Summit Puts Spotlight on High-Performance Grid Computing

By By Charles Coleman, Ph.D., and Cheryl Doninger, SAS Institute Inc.

October 22, 2007

HPC and grid computing — and the promises and challenges for biomedical applications — were the focus of the first annual Biomedical High Performance Computing Leadership Summit on Oct. 1-2, which was hosted by Harvard Medical School in the Medical School’s Rotunda in Boston.

The content was presented by a broad cross-section of researchers and computing experts from both public and private entities.

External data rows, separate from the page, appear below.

// SPDX-FileCopyrightText: 2026 Parley Contributors
// SPDX-License-Identifier: MIT OR Apache-2.0

//! The dispatcher surface adapters call back into.

use std::sync::Arc;

use async_trait::async_trait;

use crate::events::{
    ActionEvent, MessageSource, ModalCloseEvent, ModalResponse, ModalSubmitEvent, ReactionEvent,
    WebhookOptions,
};
use crate::logger::Logger;
use crate::traits::state::StateAdapter;

/// Entry points an [`Adapter`](crate::traits::Adapter) uses to hand
/// normalized events to the dispatcher.
///
/// Every `process_*` call except [`Dispatcher::process_modal_submit`] returns
/// immediately; processing runs in a task registered with
/// [`WebhookOptions::wait_until`] or spawned on the runtime, and its failures
/// are logged rather than returned.
#[async_trait]
pub trait Dispatcher: Send + Sync {
    /// The dispatcher-wide default bot name.
    fn user_name(&self) -> &str;

    fn state(&self) -> Arc<dyn StateAdapter>;

    /// A child logger for the given component.
    fn logger(&self, prefix: &str) -> Logger;

    fn process_message(
        &self,
        adapter: &str,
        thread_id: &str,
        message: MessageSource,
        options: WebhookOptions,
    );

    fn process_reaction(&self, adapter: &str, event: ReactionEvent, options: WebhookOptions);

    fn process_action(&self, adapter: &str, event: ActionEvent, options: WebhookOptions);

    /// Runs modal-submit handlers and returns the first response any of them
    /// produced, for the adapter to answer the platform synchronously.
    async fn process_modal_submit(
        &self,
        adapter: &str,
        event: ModalSubmitEvent,
        options: WebhookOptions,
    ) -> Option<ModalResponse>;

    fn process_modal_close(&self, adapter: &str, event: ModalCloseEvent, options: WebhookOptions);
}
// SPDX-FileCopyrightText: 2026 Parley Contributors
// SPDX-License-Identifier: MIT OR Apache-2.0

//! Test utilities for Parley integration tests.
//!
//! Provides mock adapters and fixtures for fast, deterministic,
//! CI-runnable tests without a chat platform or a state server.
//!
//! # Components
//!
//! - [`MockAdapter`] - Mock chat platform recording every outbound call
//! - [`MemoryState`] - In-memory state backend on the tokio clock
//! - [`TaskCollector`] - Collects `wait_until` tasks so tests can await them

pub mod harness;
pub mod memory_state;
pub mod mock_adapter;

pub use harness::{TaskCollector, author, bot_author, bot_message, user_message};
pub use memory_state::MemoryState;
pub use mock_adapter::{AdapterCall, MockAdapter};
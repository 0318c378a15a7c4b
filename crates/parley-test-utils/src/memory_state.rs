// SPDX-FileCopyrightText: 2026 Parley Contributors
// SPDX-License-Identifier: MIT OR Apache-2.0

//! In-memory [`StateAdapter`] with TTLs measured on the tokio clock.
//!
//! Expiry uses [`tokio::time::Instant`], so tests running with paused time
//! can step past TTLs with `tokio::time::advance`.

use std::sync::atomic::{AtomicBool, AtomicUsize, Ordering};
use std::time::Duration;

use async_trait::async_trait;
use chrono::Utc;
use dashmap::mapref::entry::Entry;
use dashmap::{DashMap, DashSet};
use tokio::time::Instant;

use parley_core::types::Lock;
use parley_core::{ChatError, StateAdapter};

struct StoredValue {
    value: serde_json::Value,
    expires_at: Option<Instant>,
}

struct HeldLock {
    token: String,
    expires_at: Instant,
}

/// A process-local state backend for tests.
#[derive(Default)]
pub struct MemoryState {
    values: DashMap<String, StoredValue>,
    locks: DashMap<String, HeldLock>,
    subscriptions: DashSet<String>,
    ops: AtomicUsize,
    releases: AtomicUsize,
    deny_locks: AtomicBool,
}

impl MemoryState {
    pub fn new() -> Self {
        Self::default()
    }

    /// Total number of trait calls made so far.
    pub fn op_count(&self) -> usize {
        self.ops.load(Ordering::SeqCst)
    }

    pub fn release_count(&self) -> usize {
        self.releases.load(Ordering::SeqCst)
    }

    /// Make `acquire_lock` report contention until switched back.
    pub fn set_deny_locks(&self, deny: bool) {
        self.deny_locks.store(deny, Ordering::SeqCst);
    }

    pub fn is_locked(&self, thread_id: &str) -> bool {
        self.locks
            .get(thread_id)
            .is_some_and(|held| held.expires_at > Instant::now())
    }

    fn tick(&self) {
        self.ops.fetch_add(1, Ordering::SeqCst);
    }
}

#[async_trait]
impl StateAdapter for MemoryState {
    async fn connect(&self) -> Result<(), ChatError> {
        self.tick();
        Ok(())
    }

    async fn disconnect(&self) -> Result<(), ChatError> {
        self.tick();
        Ok(())
    }

    async fn get(&self, key: &str) -> Result<Option<serde_json::Value>, ChatError> {
        self.tick();
        let now = Instant::now();
        let found = self
            .values
            .get(key)
            .map(|entry| (entry.expires_at.is_none_or(|at| at > now), entry.value.clone()));
        match found {
            Some((true, value)) => Ok(Some(value)),
            Some((false, _)) => {
                self.values.remove(key);
                Ok(None)
            }
            None => Ok(None),
        }
    }

    async fn set(
        &self,
        key: &str,
        value: serde_json::Value,
        ttl: Option<Duration>,
    ) -> Result<(), ChatError> {
        self.tick();
        let expires_at = ttl.map(|ttl| Instant::now() + ttl);
        self.values
            .insert(key.to_string(), StoredValue { value, expires_at });
        Ok(())
    }

    async fn delete(&self, key: &str) -> Result<(), ChatError> {
        self.tick();
        self.values.remove(key);
        Ok(())
    }

    async fn acquire_lock(
        &self,
        thread_id: &str,
        ttl: Duration,
    ) -> Result<Option<Lock>, ChatError> {
        self.tick();
        if self.deny_locks.load(Ordering::SeqCst) {
            return Ok(None);
        }
        let now = Instant::now();
        let token = uuid::Uuid::new_v4().to_string();
        match self.locks.entry(thread_id.to_string()) {
            Entry::Occupied(held) if held.get().expires_at > now => return Ok(None),
            Entry::Occupied(mut held) => {
                held.insert(HeldLock {
                    token: token.clone(),
                    expires_at: now + ttl,
                });
            }
            Entry::Vacant(slot) => {
                slot.insert(HeldLock {
                    token: token.clone(),
                    expires_at: now + ttl,
                });
            }
        }
        let expires_at = Utc::now()
            + chrono::Duration::from_std(ttl).map_err(|e| ChatError::state(e.to_string()))?;
        Ok(Some(Lock {
            thread_id: thread_id.to_string(),
            token,
            expires_at,
        }))
    }

    async fn release_lock(&self, lock: &Lock) -> Result<(), ChatError> {
        self.tick();
        self.releases.fetch_add(1, Ordering::SeqCst);
        self.locks
            .remove_if(&lock.thread_id, |_, held| held.token == lock.token);
        Ok(())
    }

    async fn extend_lock(&self, lock: &Lock, ttl: Duration) -> Result<bool, ChatError> {
        self.tick();
        let now = Instant::now();
        match self.locks.get_mut(&lock.thread_id) {
            Some(mut held) if held.token == lock.token && held.expires_at > now => {
                held.expires_at = now + ttl;
                Ok(true)
            }
            _ => Ok(false),
        }
    }

    async fn subscribe(&self, thread_id: &str) -> Result<(), ChatError> {
        self.tick();
        self.subscriptions.insert(thread_id.to_string());
        Ok(())
    }

    async fn unsubscribe(&self, thread_id: &str) -> Result<(), ChatError> {
        self.tick();
        self.subscriptions.remove(thread_id);
        Ok(())
    }

    async fn is_subscribed(&self, thread_id: &str) -> Result<bool, ChatError> {
        self.tick();
        Ok(self.subscriptions.contains(thread_id))
    }
}

#[cfg(test)]
mod tests {
    use super::*;

    #[tokio::test(start_paused = true)]
    async fn values_expire_after_ttl() {
        let state = MemoryState::new();
        state
            .set("k", serde_json::json!(1), Some(Duration::from_secs(1)))
            .await
            .unwrap();
        assert_eq!(state.get("k").await.unwrap(), Some(serde_json::json!(1)));

        tokio::time::advance(Duration::from_millis(1001)).await;
        assert_eq!(state.get("k").await.unwrap(), None);
    }

    #[tokio::test(start_paused = true)]
    async fn lock_has_one_holder_until_released_or_expired() {
        let state = MemoryState::new();
        let ttl = Duration::from_secs(30);
        let lock = state.acquire_lock("t1", ttl).await.unwrap().unwrap();
        assert!(state.acquire_lock("t1", ttl).await.unwrap().is_none());

        state.release_lock(&lock).await.unwrap();
        let second = state.acquire_lock("t1", ttl).await.unwrap().unwrap();
        assert_ne!(second.token, lock.token);

        tokio::time::advance(Duration::from_secs(31)).await;
        assert!(!state.extend_lock(&second, ttl).await.unwrap());
        assert!(state.acquire_lock("t1", ttl).await.unwrap().is_some());
    }

    #[tokio::test]
    async fn stale_release_keeps_new_holder() {
        let state = MemoryState::new();
        let ttl = Duration::from_secs(30);
        let stale = Lock {
            thread_id: "t1".into(),
            token: "stale".into(),
            expires_at: Utc::now(),
        };
        state.acquire_lock("t1", ttl).await.unwrap().unwrap();
        state.release_lock(&stale).await.unwrap();
        assert!(state.is_locked("t1"));
    }

    #[tokio::test]
    async fn subscriptions_and_op_counting() {
        let state = MemoryState::new();
        state.subscribe("t1").await.unwrap();
        assert!(state.is_subscribed("t1").await.unwrap());
        state.unsubscribe("t1").await.unwrap();
        assert!(!state.is_subscribed("t1").await.unwrap());
        assert_eq!(state.op_count(), 4);
    }
}
// SPDX-FileCopyrightText: 2026 Parley Contributors
// SPDX-License-Identifier: MIT OR Apache-2.0

//! Signal handling for graceful gateway shutdown.

use tokio_util::sync::CancellationToken;
use tracing::{debug, info, warn};

/// Installs handlers for SIGTERM and SIGINT.
///
/// Returns a [`CancellationToken`] cancelled when either signal arrives.
pub fn install_signal_handler() -> CancellationToken {
    let token = CancellationToken::new();
    let token_clone = token.clone();

    tokio::spawn(async move {
        let ctrl_c = tokio::signal::ctrl_c();

        #[cfg(unix)]
        {
            use tokio::signal::unix::{SignalKind, signal};
            match signal(SignalKind::terminate()) {
                Ok(mut sigterm) => {
                    tokio::select! {
                        _ = ctrl_c => info!("received SIGINT (Ctrl+C), initiating shutdown"),
                        _ = sigterm.recv() => info!("received SIGTERM, initiating shutdown"),
                    }
                }
                Err(e) => {
                    warn!("failed to install SIGTERM handler: {e}");
                    let _ = ctrl_c.await;
                    info!("received SIGINT (Ctrl+C), initiating shutdown");
                }
            }
        }

        #[cfg(not(unix))]
        {
            let _ = ctrl_c.await;
            info!("received Ctrl+C, initiating shutdown");
        }

        token_clone.cancel();
        debug!("shutdown signal handler completed");
    });

    token
}
// SPDX-FileCopyrightText: 2026 Parley Contributors
// SPDX-License-Identifier: MIT OR Apache-2.0

//! The dispatcher.
//!
//! [`Chat`] owns the adapters, the state backend and the handler
//! registries. Adapters call back into it through the [`Dispatcher`] handle
//! they receive at initialization; each inbound message is deduplicated,
//! processed under a per-thread lock, and routed to exactly one class of
//! handlers: subscribed, mention, or pattern.

use std::any::Any;
use std::collections::HashMap;
use std::future::Future;
use std::panic::AssertUnwindSafe;
use std::sync::{Arc, LazyLock, Weak};
use std::time::Duration;

use async_trait::async_trait;
use bytes::Bytes;
use futures::FutureExt;
use regex::Regex;

use parley_core::events::{
    ActionEvent, MessageSource, ModalCloseEvent, ModalResponse, ModalSubmitEvent, ReactionEvent,
    WebhookOptions,
};
use parley_core::types::UserRef;
use parley_core::{Adapter, ChatError, Dispatcher, Logger, Message, StateAdapter};

use crate::channel::Channel;
use crate::config::ChatConfig;
use crate::context::{
    ActionContext, ModalCloseContext, ModalSubmitContext, ReactionContext, restore_modal_context,
};
use crate::handlers::{
    EmojiFilter, Handlers, HandlerResult, boxed_context_handler, boxed_message_handler,
};
use crate::mention::detect_mention;
use crate::postable::Binding;
use crate::serialize::Reviver;
use crate::singleton;
use crate::thread::{Thread, ThreadContext};

static GCHAT_USER: LazyLock<Regex> =
    LazyLock::new(|| Regex::new(r"^users/").expect("valid regex"));
static TEAMS_USER: LazyLock<Regex> = LazyLock::new(|| Regex::new(r"^29:").expect("valid regex"));
static SLACK_USER: LazyLock<Regex> =
    LazyLock::new(|| Regex::new(r"(?i)^U[A-Z0-9]+$").expect("valid regex"));
static DISCORD_USER: LazyLock<Regex> =
    LazyLock::new(|| Regex::new(r"^\d{17,19}$").expect("valid regex"));

fn dedupe_key(adapter_name: &str, message_id: &str) -> String {
    format!("dedupe:{adapter_name}:{message_id}")
}

/// The chat-bot dispatcher. Cloning is cheap; clones share everything.
#[derive(Clone)]
pub struct Chat {
    inner: Arc<ChatInner>,
}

Their presentations touched on several recurring themes and conclusions:

  • Distributed and parallel file systems are a critical component to successful HPC architecture and applications.
  • Interest and research into usage of virtualization technology and “in silico” simulations are accelerating at breakneck speed: Need to define appropriate usage scenarios as well as how to support and manage.
  • ·Data, data and more data: IDC estimates that by 2010 the amount of digital data worldwide will be doubling every 11 hours — get ready for yottabytes.
  • Trends: There is a movement from 1U compute resources to blades.
  • Sophisticated data management and analytics tools will be in increasing demand.
  • Accessibility versus security and the role of institutional research governance remains an issue.
  • The users/customers of the HPC infrastructure rule.
  • The roles of open architecture, open standards and open source are still open questions.
  • Storage, vast storage, persistent storage and on-demand archival retrieval remain vast and persistent requirements.
  • Still the $64,000 question: Establishing costs and ROI for HPC and grid environments. The “big payback”?
  • Individual researchers, especially, need to get over their Gollum-like obsessive hoarding of their (“My Precious”) data (“It’s mine!”).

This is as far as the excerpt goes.